Brian ONeill's Random Thoughts: October 2011

Monday, October 24, 2011

Virgil gets a command-line interface (virgil-cli)

Tonight I bundled the cassandra command-line interface (CLI) into virgil. Since the CLI uses the thrift-based CassandraDaemon, the main method now starts a thrift server along side the REST server.

Now, when you (or your application) issues commands through the REST interface, you can verify that they worked through the command-line interface. For more information, check out the wiki.

Specifically, if you use the curl commands in the Getting Started section. You should see the following in the command-line interface.

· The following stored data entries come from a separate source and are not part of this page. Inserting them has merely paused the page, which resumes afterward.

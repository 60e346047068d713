//! CLI configuration.
//!
//! Configuration is loaded in the following order (later overrides earlier):
//! 1. Default values
//! 2. YAML config file (if specified via MARSHAL_CONFIG or --config)
//! 3. Environment variables

use marshal_buffer::DEFAULT_MAX_MANAGED_LENGTH;
use marshal_protocol::DEFAULT_PACKAGE_EXTENSION;
use serde::{Deserialize, Serialize};
use std::path::{Path, PathBuf};

/// CLI configuration.
#[derive(Debug, Clone, Default, PartialEq, Serialize, Deserialize)]
#[serde(default)]
pub struct Config {
    /// Codec limits.
    pub codec: CodecConfig,
    /// Package directory.
    pub packages: PackagesConfig,
    /// Logging.
    pub logging: LoggingConfig,
}

impl Config {
    /// Loads configuration from `path` (or MARSHAL_CONFIG), then applies
    /// environment variable overrides.
    pub fn load(path: Option<&Path>) -> Result<Self, ConfigError> {
        let mut config = match path {
            Some(path) => Self::from_file(path)?,
            None => match std::env::var("MARSHAL_CONFIG") {
                Ok(path) => Self::from_file(&path)?,
                Err(_) => Self::default(),
            },
        };

        config.apply_env_overrides();
        Ok(config)
    }

    /// Loads configuration from a YAML file.
    pub fn from_file(path: impl AsRef<Path>) -> Result<Self, ConfigError> {
        let path = path.as_ref();
        let content = std::fs::read_to_string(path)
            .map_err(|e| ConfigError::IoError(path.to_path_buf(), e))?;
        let config: Config = serde_yaml::from_str(&content)
            .map_err(|e| ConfigError::ParseError(path.to_path_buf(), e.to_string()))?;
        Ok(config)
    }

    fn apply_env_overrides(&mut self) {
        self.apply_overrides(|key| std::env::var(key).ok());
    }

    /// Applies overrides from `lookup`, keyed by environment variable name.
    fn apply_overrides(&mut self, lookup: impl Fn(&str) -> Option<String>) {
        self.codec.apply_overrides(&lookup);
        self.packages.apply_overrides(&lookup);
        self.logging.apply_overrides(&lookup);
    }

    /// Saves configuration to a YAML file.
    pub fn save(&self, path: impl AsRef<Path>) -> Result<(), ConfigError> {
        let path = path.as_ref();
        let content = serde_yaml::to_string(self)
            .map_err(|e| ConfigError::ParseError(path.to_path_buf(), e.to_string()))?;
        std::fs::write(path, content).map_err(|e| ConfigError::IoError(path.to_path_buf(), e))?;
        Ok(())
    }

    pub fn validate(&self) -> Result<(), ConfigError> {
        if self.codec.max_managed_length == 0 {
            return Err(ConfigError::ValidationError(
                "codec.max_managed_length must be greater than zero".to_string(),
            ));
        }
        if self.packages.extension.is_empty() || self.packages.extension.contains('.') {
            return Err(ConfigError::ValidationError(format!(
                "invalid package extension '{}'",
                self.packages.extension
            )));
        }
        Ok(())
    }
}

/// Codec configuration.
#[derive(Debug, Clone, PartialEq, Serialize, Deserialize)]
#[serde(default)]
pub struct CodecConfig {
    /// Largest managed length (and managed body) accepted, in bytes.
    pub max_managed_length: u32,
}

impl Default for CodecConfig {
    fn default() -> Self {
        Self {
            max_managed_length: DEFAULT_MAX_MANAGED_LENGTH,
        }
    }
}

impl CodecConfig {
    fn apply_overrides(&mut self, lookup: &impl Fn(&str) -> Option<String>) {
        if let Some(max) = lookup("MARSHAL_MAX_MANAGED_LENGTH") {
            if let Ok(n) = max.parse() {
                self.max_managed_length = n;
            }
        }
    }
}

/// Package directory configuration.
#[derive(Debug, Clone, PartialEq, Serialize, Deserialize)]
#[serde(default)]
pub struct PackagesConfig {
    /// Directory holding package files.
    pub directory: PathBuf,
    /// Package file extension, without the dot.
    pub extension: String,
}

impl Default for PackagesConfig {
    fn default() -> Self {
        Self {
            directory: PathBuf::from("./packages"),
            extension: DEFAULT_PACKAGE_EXTENSION.to_string(),
        }
    }
}

impl PackagesConfig {
    fn apply_overrides(&mut self, lookup: &impl Fn(&str) -> Option<String>) {
        if let Some(dir) = lookup("MARSHAL_PACKAGE_DIR") {
            self.directory = PathBuf::from(dir);
        }
    }
}

/// Logging configuration.
#[derive(Debug, Clone, PartialEq, Serialize, Deserialize)]
#[serde(default)]
pub struct LoggingConfig {
    /// Default filter directive, used when RUST_LOG is unset.
    pub filter: String,
}

impl Default for LoggingConfig {
    fn default() -> Self {
        Self {
            filter: "info".to_string(),
        }
    }
}

impl LoggingConfig {
    fn apply_overrides(&mut self, lookup: &impl Fn(&str) -> Option<String>) {
        if let Some(filter) = lookup("MARSHAL_LOG") {
            if !filter.is_empty() {
                self.filter = filter;
            }
        }
    }
}

/// Configuration error.
#[derive(Debug)]
pub enum ConfigError {
    IoError(PathBuf, std::io::Error),
    ParseError(PathBuf, String),
    ValidationError(String),
}

impl std::fmt::Display for ConfigError {
    fn fmt(&self, f: &mut std::fmt::Formatter<'_>) -> std::fmt::Result {
        match self {
            ConfigError::IoError(path, e) => {
                write!(f, "failed to read config file '{}': {}", path.display(), e)
            }
            ConfigError::ParseError(path, e) => {
                write!(f, "failed to parse config file '{}': {}", path.display(), e)
            }
            ConfigError::ValidationError(msg) => {
                write!(f, "configuration validation failed: {}", msg)
            }
        }
    }
}

impl std::error::Error for ConfigError {}

#[cfg(test)]
mod tests {
    use super::*;
    use std::collections::HashMap;
    use tempfile::TempDir;

    #[test]
    fn test_default_config() {
        let config = Config::default();
        assert_eq!(config.codec.max_managed_length, 16 * 1024 * 1024);
        assert_eq!(config.packages.directory, PathBuf::from("./packages"));
        assert_eq!(config.packages.extension, "pack");
        assert_eq!(config.logging.filter, "info");
        config.validate().unwrap();
    }

    #[test]
    fn test_yaml_roundtrip() {
        let dir = TempDir::new().unwrap();
        let path = dir.path().join("marshal.yaml");

        let mut config = Config::default();
        config.packages.directory = PathBuf::from("/srv/packages");
        config.codec.max_managed_length = 4096;
        config.save(&path).unwrap();

        let loaded = Config::from_file(&path).unwrap();
        assert_eq!(loaded, config);
    }

    #[test]
    fn test_partial_yaml_uses_defaults() {
        let dir = TempDir::new().unwrap();
        let path = dir.path().join("marshal.yaml");
        std::fs::write(&path, "packages:\n  extension: pkg\n").unwrap();

        let config = Config::from_file(&path).unwrap();
        assert_eq!(config.packages.extension, "pkg");
        assert_eq!(config.packages.directory, PathBuf::from("./packages"));
        assert_eq!(config.codec, CodecConfig::default());
    }

    #[test]
    fn test_file_errors() {
        let dir = TempDir::new().unwrap();
        let missing = dir.path().join("missing.yaml");
        assert!(matches!(
            Config::from_file(&missing),
            Err(ConfigError::IoError(..))
        ));

        let bad = dir.path().join("bad.yaml");
        std::fs::write(&bad, "codec: [unclosed").unwrap();
        let err = Config::from_file(&bad).unwrap_err();
        assert!(matches!(err, ConfigError::ParseError(..)));
        assert!(err.to_string().contains("bad.yaml"));
    }

    #[test]
    fn test_overrides() {
        let vars: HashMap<&str, &str> = [
            ("MARSHAL_PACKAGE_DIR", "/tmp/packs"),
            ("MARSHAL_MAX_MANAGED_LENGTH", "1024"),
            ("MARSHAL_LOG", "debug"),
        ]
        .into_iter()
        .collect();

        let mut config = Config::default();
        config.apply_overrides(|key| vars.get(key).map(|v| v.to_string()));

        assert_eq!(config.packages.directory, PathBuf::from("/tmp/packs"));
        assert_eq!(config.codec.max_managed_length, 1024);
        assert_eq!(config.logging.filter, "debug");
    }

    #[test]
    fn test_invalid_override_ignored() {
        let mut config = Config::default();
        config.apply_overrides(|key| match key {
            "MARSHAL_MAX_MANAGED_LENGTH" => Some("lots".to_string()),
            _ => None,
        });
        assert_eq!(config.codec, CodecConfig::default());
    }

    #[test]
    fn test_validation() {
        let mut config = Config::default();
        config.codec.max_managed_length = 0;
        assert!(matches!(
            config.validate(),
            Err(ConfigError::ValidationError(_))
        ));

        let mut config = Config::default();
        config.packages.extension = "tar.gz".to_string();
        assert!(config.validate().is_err());
    }
}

bone@zen:~/dev/code.google.com/virgil/trunk-> bin/virgil-cli -h localhost
Connected to: "Test Cluster" on localhost/9160
Welcome to the Cassandra CLI.

Type 'help;' or '?' for help.
Type 'quit;' or 'exit;' to quit.

[default@unknown] use playground;
Authenticated to keyspace: playground
[default@playground] list toys;
Using default limit of 100
-------------------
RowKey: swingset
=> (column=bar, value=33, timestamp=1319508065134)
=> (column=foo, value=1, timestamp=1319508065126)

1 Row Returned.
[default@playground] quit

Thursday, October 20, 2011

Virgil: a GUI and REST layer for Cassandra

Love Cassandra? Love REST?
Wish you could have both at the same time?
Now you can.

After much discussion, I'm happy to announce the birth of a new project, Virgil. The project will provide a GUI and a services layer on top of Cassandra, exposing data and services via REST.

Virgil already has a REST layer for CRUD operations against keyspaces, column families, and data. We hope to quickly add Pig/Hadoop support via REST as well as a thin, javascript-based GUI that uses the REST services.

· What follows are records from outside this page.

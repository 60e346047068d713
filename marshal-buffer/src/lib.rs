//! # marshal-buffer
//!
//! Type-driven binary codec for composite values.
//!
//! This crate provides:
//! - Little-endian primitive encoding for a closed set of scalar kinds
//! - An append-only resolver registry for fixed-width and managed
//!   (variable-length) custom types
//! - Buffer schemas, bounds-checked readers and writers
//! - The managed two-segment wire format (length header, then body)
//! - A [`Codec`] facade with slice and async stream entry points
//!
//! ```
//! use marshal_buffer::{decode_managed, encode_managed};
//!
//! let bytes = encode_managed(&(42i32, "hello".to_string())).unwrap();
//! assert_eq!(bytes.len(), 4 + 4 + 5);
//!
//! let (value, _) = decode_managed::<(i32, String)>(&bytes).unwrap();
//! assert_eq!(value.1, "hello");
//! ```

pub mod codec;
pub mod error;
pub mod identity;
pub mod managed;
pub mod primitive;
pub mod reader;
pub mod registry;
pub mod resolvers;
pub mod schema;
pub mod shape;
pub mod stream;
pub mod writer;

pub use codec::{
    decode, decode_managed, decode_value, encode, encode_managed, encode_value, read,
    read_managed, write, write_managed, Codec, DEFAULT_MAX_MANAGED_LENGTH,
};
pub use error::BufferError;
pub use identity::TypeIdentity;
pub use managed::{ManagedMessage, ManagedReader, ManagedSchema, ManagedWriter, Slot};
pub use primitive::{Char16, Primitive, PrimitiveKind, PrimitiveValue};
pub use reader::BufferReader;
pub use registry::{FixedResolver, ManagedResolver, Registry, Resolver};
pub use resolvers::{Timestamp, TimestampKind, TIMESTAMP_WIDTH, UUID_WIDTH};
pub use schema::{BufferSchema, SchemaEntry};
pub use shape::{Composite, CompositeShape, Member, MemberValues};
pub use stream::{read_string, read_string_exact, write_string};
pub use writer::BufferWriter;

/// Result alias for codec operations.
pub type Result<T, E = BufferError> = std::result::Result<T, E>;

How can you help nurture the baby?
Head over to Apache Extras,
http://code.google.com/a/apache-extras.org/p/virgil/

Star the project, and then get involved.
Grab the source code and give it a try.

Wednesday, October 5, 2011

Pig / Cassandra: binary operator expected

If you are trying to run Pig on Cassandra and you encounter: "binary operator expected"

You are most likely running pig_cassandra against the latest release of Pig, which has two jar files in it one with hadoop and one without hadoop. Your PIG_HOME is set to the root directory of your pig installation, which contains those two jar files. The existence of TWO jar files breaks the pig_cassandra shell script.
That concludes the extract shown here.